People are impressed by our model of the ceiling at St Anne’s Limehouse, but actually it’s a highly simplified abstraction of reality. There is something about our system of perception that picks up simple cues and links them to memory traces, to “see” the complexity of life “in our mind’s eye”.
In many ways that is the true challenge of BIM. Come to think of it, that has been the challenge of drawing “for ever”. What level of simplification is appropriate in the current situation? The process we are following in our historical studies with BIM involves mapping out the building as quickly and simply as possible, then gradually adding layers of detail as we search to understand : what? why? how?
So this post is about the modillions (similar to Dentils, but scrolls rather than boxes) Why are these “rows of teeth” so effective at articulating the junctions between horizontal and vertical surfaces? One answer is that they are memories of the rafter ends which remind us of the support system required to hold up any ceiling or roof.
Let’s get down to the Revit stuff. There is a family template called “line-based” which allows you to create arrays with two clicks. Those two clicks define the ends of a line, and nested components can be arrayed along this line based on rules that you define. In this case I decided to keep it very simple. We have a nested element with a fixed size, and a parameter that sets the spacing, which I named “Module”. (Model, Module, Modulus … isn’t language interesting) There is a little equality trick here that I used to space the first element half a module away from the end point. That sleight of hand means that “Length/Module” = “No of elements”. Basically you divide the line into a number of spaces, and place an element at the centre of each space.
The trick involves defining a centre line between two parallel planes, then adding a third plane off to one side and “equalizing” that (so you end up with three halves!) It’s something I discovered accidentally a while ago.
So it’s a very simple version of the line-based array, with just one variable called “Module”. I made that a type parameter, you can name the types according to the different spacings. With just two types, one 5% smaller than the other, I was able to fit the modillions to all the available lengths while equalizing the spaces at the corners (more or less)
This is called “balancing” in the trade: making small adjustments to the spacing so that the corners look “right”.
About 18 months ago (before Covid, and just before Notre Dame caught fire) I was exploring classical ornament (for the umpteenth time) In this case I was focusing on using Revit’s simple approach to solid geometry to capture archetypal forms like “egg & dart”. These are arrays, like the modillions, but there are no empty spaces.

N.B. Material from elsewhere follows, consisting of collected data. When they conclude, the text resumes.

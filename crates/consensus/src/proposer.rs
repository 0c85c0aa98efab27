use crate::{Ballot, BallotGenerator, Error, Result};
use exponential_backoff::Backoff;
use futures::future::join_all;
use metadata::{PlacementCommit, Store};
use models::{ConsensusPhase, Placement};
use std::sync::Arc;
use std::time::Duration;

/// Consensus tunables.
#[derive(Debug, Clone)]
pub struct ProposerConfig {
    /// Hard deadline of each prepare/accept probe.
    pub rpc_timeout: Duration,
    /// Attempts before the proposal is abandoned; each uses a fresh ballot.
    pub max_attempts: u32,
    /// Base of the exponential backoff between attempts.
    pub backoff_base: Duration,
}

impl Default for ProposerConfig {
    fn default() -> Self {
        Self {
            rpc_timeout: Duration::from_secs(10),
            max_attempts: 3,
            backoff_base: Duration::from_secs(1),
        }
    }
}

/// One chunk placement to be decided.
#[derive(Debug, Clone)]
pub struct Proposal {
    pub chunk_id: String,
    pub video_id: String,
    pub sequence_num: u32,
    pub size_bytes: u64,
    pub checksum: String,
    pub placement: Placement,
}

/// One node's share of a proposal: the resource probed on that node and
/// the checksum it must report. For replicated chunks every node carries
/// the chunk itself; for erasure-coded chunks each node carries one
/// fragment.
#[derive(Debug, Clone)]
struct ProbeTarget {
    node_url: String,
    resource: String,
    checksum: String,
}

impl Proposal {
    fn probe_targets(&self) -> Vec<ProbeTarget> {
        match &self.placement {
            Placement::Replicated { nodes } => nodes
                .iter()
                .map(|node_url| ProbeTarget {
                    node_url: node_url.clone(),
                    resource: self.chunk_id.clone(),
                    checksum: self.checksum.clone(),
                })
                .collect(),
            Placement::Erasure { fragments } => fragments
                .iter()
                .map(|fragment| ProbeTarget {
                    node_url: fragment.node_url.clone(),
                    resource: fragment.fragment_id.clone(),
                    checksum: fragment.checksum.clone(),
                })
                .collect(),
        }
    }
}

enum PrepareReply {
    /// Node is free (404) or carries a ballot ours supersedes.
    Promised,
    /// Node carries a strictly higher ballot.
    Conflict(u64),
    /// Busy, errored, or timed out; counts as silence for this attempt.
    NoResponse,
}

enum AcceptReply {
    Confirmed,
    Conflict(u64),
    Mismatch,
    NoResponse,
}

/// Runs ChunkPaxos for one coordinator. Proposals for distinct chunks may
/// run concurrently through the same proposer.
pub struct Proposer {
    store: Arc<Store>,
    http: reqwest::Client,
    ballots: BallotGenerator,
    cfg: ProposerConfig,
}

impl Proposer {
    pub fn new(store: Arc<Store>, http: reqwest::Client, cfg: ProposerConfig) -> Self {
        Self {
            store,
            http,
            ballots: BallotGenerator::new(),
            cfg,
        }
    }

    /// Decide where `proposal.chunk_id` lives. On success returns the node
    /// set the chunk was committed to; once exhausted, cleans up any
    /// partial rows and surfaces the final attempt's error.
    pub async fn propose(&self, proposal: &Proposal) -> Result<Vec<String>> {
        let targets = proposal.probe_targets();
        if targets.is_empty() {
            return Err(Error::EmptyNodeSet);
        }
        let quorum = targets.len() / 2 + 1;
        let backoff = Backoff::new(self.cfg.max_attempts, self.cfg.backoff_base, None);

        let mut ballot = self.ballots.next();
        let mut attempt = 1u32;
        loop {
            tracing::debug!(
                chunk_id = proposal.chunk_id,
                %ballot,
                attempt,
                nodes = targets.len(),
                quorum,
                "starting consensus attempt"
            );

            match self.attempt(proposal, &targets, ballot, quorum).await {
                Ok(nodes) => {
                    tracing::info!(
                        chunk_id = proposal.chunk_id,
                        %ballot,
                        committed = nodes.len(),
                        "consensus committed"
                    );
                    return Ok(nodes);
                }
                Err(err) if err.is_retryable() && attempt < self.cfg.max_attempts => {
                    let delay = backoff
                        .next(attempt)
                        .unwrap_or(self.cfg.backoff_base);
                    tracing::warn!(
                        chunk_id = proposal.chunk_id,
                        %ballot,
                        attempt,
                        %err,
                        ?delay,
                        "consensus attempt failed, retrying with a fresh ballot"
                    );
                    tokio::time::sleep(delay).await;
                    ballot = self.ballots.next();
                    attempt += 1;
                }
                Err(err) => {
                    tracing::error!(
                        chunk_id = proposal.chunk_id,
                        %ballot,
                        attempt,
                        %err,
                        "consensus failed"
                    );
                    self.store
                        .cleanup_failed_attempt(&proposal.chunk_id, ballot.as_u64())?;
                    return Err(err);
                }
            }
        }
    }

    async fn attempt(
        &self,
        proposal: &Proposal,
        targets: &[ProbeTarget],
        ballot: Ballot,
        quorum: usize,
    ) -> Result<Vec<String>> {
        // Phase 1 — prepare. Persist the phase before any probe goes out.
        self.store.set_consensus_phase(
            &proposal.chunk_id,
            ballot.as_u64(),
            None,
            ConsensusPhase::Prepare,
        )?;

        let replies = join_all(
            targets
                .iter()
                .map(|target| self.prepare_probe(target, ballot)),
        )
        .await;

        let mut prepared: Vec<&ProbeTarget> = Vec::new();
        for (target, reply) in targets.iter().zip(replies) {
            match reply {
                PrepareReply::Promised => prepared.push(target),
                PrepareReply::Conflict(theirs) => {
                    // No point probing further against a higher promise.
                    return Err(Error::BallotConflict {
                        node: target.node_url.clone(),
                        theirs,
                        ours: ballot.as_u64(),
                    });
                }
                PrepareReply::NoResponse => {}
            }
        }
        if prepared.len() < quorum {
            return Err(Error::QuorumNotReached {
                phase: "prepare",
                got: prepared.len(),
                need: quorum,
            });
        }

        // Phase 2 — accept. Verify every prepared node actually holds the
        // expected content.
        let node_set: Vec<String> = prepared
            .iter()
            .map(|target| target.node_url.clone())
            .collect();
        self.store.set_consensus_phase(
            &proposal.chunk_id,
            ballot.as_u64(),
            Some(&node_set),
            ConsensusPhase::Accept,
        )?;

        let replies = join_all(
            prepared
                .iter()
                .map(|target| self.accept_probe(target, ballot)),
        )
        .await;

        let mut accepted: Vec<String> = Vec::new();
        for (target, reply) in prepared.iter().zip(replies) {
            match reply {
                AcceptReply::Confirmed => accepted.push(target.node_url.clone()),
                AcceptReply::Conflict(theirs) => {
                    return Err(Error::BallotConflict {
                        node: target.node_url.clone(),
                        theirs,
                        ours: ballot.as_u64(),
                    });
                }
                AcceptReply::Mismatch => {
                    return Err(Error::ChecksumMismatch {
                        node: target.node_url.clone(),
                        resource: target.resource.clone(),
                    });
                }
                AcceptReply::NoResponse => {}
            }
        }
        if accepted.len() < quorum {
            return Err(Error::QuorumNotReached {
                phase: "accept",
                got: accepted.len(),
                need: quorum,
            });
        }

        // Phase 3 — commit, in one metadata transaction. Replicated chunks
        // keep only the nodes that confirmed; an erasure-coded chunk
        // commits its full fragment layout.
        let placement = match &proposal.placement {
            Placement::Replicated { .. } => Placement::Replicated {
                nodes: accepted.clone(),
            },
            Placement::Erasure { fragments } => Placement::Erasure {
                fragments: fragments.clone(),
            },
        };
        self.store.commit_placement(&PlacementCommit {
            chunk_id: proposal.chunk_id.clone(),
            video_id: proposal.video_id.clone(),
            sequence_num: proposal.sequence_num,
            size_bytes: proposal.size_bytes,
            checksum: proposal.checksum.clone(),
            ballot: ballot.as_u64(),
            placement,
        })?;

        Ok(accepted)
    }

    async fn prepare_probe(&self, target: &ProbeTarget, ballot: Ballot) -> PrepareReply {
        let url = format!("{}/chunk/{}", target.node_url, target.resource);
        let response = self
            .http
            .head(&url)
            .header(models::headers::BALLOT_NUMBER, ballot.to_string())
            .timeout(self.cfg.rpc_timeout)
            .send()
            .await;

        let response = match response {
            Ok(response) => response,
            Err(err) => {
                tracing::debug!(node = target.node_url, %err, "prepare probe failed");
                return PrepareReply::NoResponse;
            }
        };

        match response.status().as_u16() {
            // Not present: the node is free to accept this chunk.
            404 => PrepareReply::Promised,
            200 => {
                let theirs = ballot_header(&response);
                if ballot.as_u64() >= theirs {
                    PrepareReply::Promised
                } else {
                    PrepareReply::Conflict(theirs)
                }
            }
            409 => {
                tracing::debug!(node = target.node_url, "node busy during prepare");
                PrepareReply::NoResponse
            }
            status => {
                tracing::debug!(node = target.node_url, status, "unexpected prepare status");
                PrepareReply::NoResponse
            }
        }
    }

    async fn accept_probe(&self, target: &ProbeTarget, ballot: Ballot) -> AcceptReply {
        let url = format!("{}/chunk/{}", target.node_url, target.resource);
        let response = match self.http.head(&url).timeout(self.cfg.rpc_timeout).send().await {
            Ok(response) => response,
            Err(err) => {
                tracing::debug!(node = target.node_url, %err, "accept probe failed");
                return AcceptReply::NoResponse;
            }
        };

        if response.status().as_u16() != 200 {
            tracing::debug!(
                node = target.node_url,
                status = response.status().as_u16(),
                "expected content missing during accept"
            );
            return AcceptReply::NoResponse;
        }

        // A higher ballot recorded since our prepare means another
        // proposer got between the phases.
        let theirs = ballot_header(&response);
        if theirs > ballot.as_u64() {
            return AcceptReply::Conflict(theirs);
        }

        let etag = response
            .headers()
            .get(reqwest::header::ETAG)
            .and_then(|value| value.to_str().ok())
            .map(|value| value.trim_matches('"').to_string())
            .unwrap_or_default();
        if etag == target.checksum {
            AcceptReply::Confirmed
        } else {
            AcceptReply::Mismatch
        }
    }
}

fn ballot_header(response: &reqwest::Response) -> u64 {
    response
        .headers()
        .get(models::headers::BALLOT_NUMBER)
        .and_then(|value| value.to_str().ok())
        .and_then(|value| value.parse().ok())
        .unwrap_or(0)
}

The amazing thing about systems like “classical ornament” or “the blues” is the infinite variety you can extract from what seems at first to be a very rigid set of rules. There is something about these archetypal forms. No matter how many times you “revisit” them, you can always find something new.
So back in April 2019 I came up with three versions of “egg & dart”. Then I went on to devise three variations on the “leave” theme.
As an aside, “leaf” “egg” “dart” … three elements to represent the vegetable & animal kingdoms, plus a man-made object. Also that man-made tool is mineral based, and descended from the stone hand-axe that symbolizes our discovery of “technology”.
Going back another 4 years to some of my earliest attempts to create classical ornament, there was a set of insights that I called “row planting”. As usual that is a play on words. I had been interacting with other Revit bloggers, and between us we came up with various uses for “the planting hack”. It’s a way of scaling up Revit geometry globally, something that is not available in other family categories.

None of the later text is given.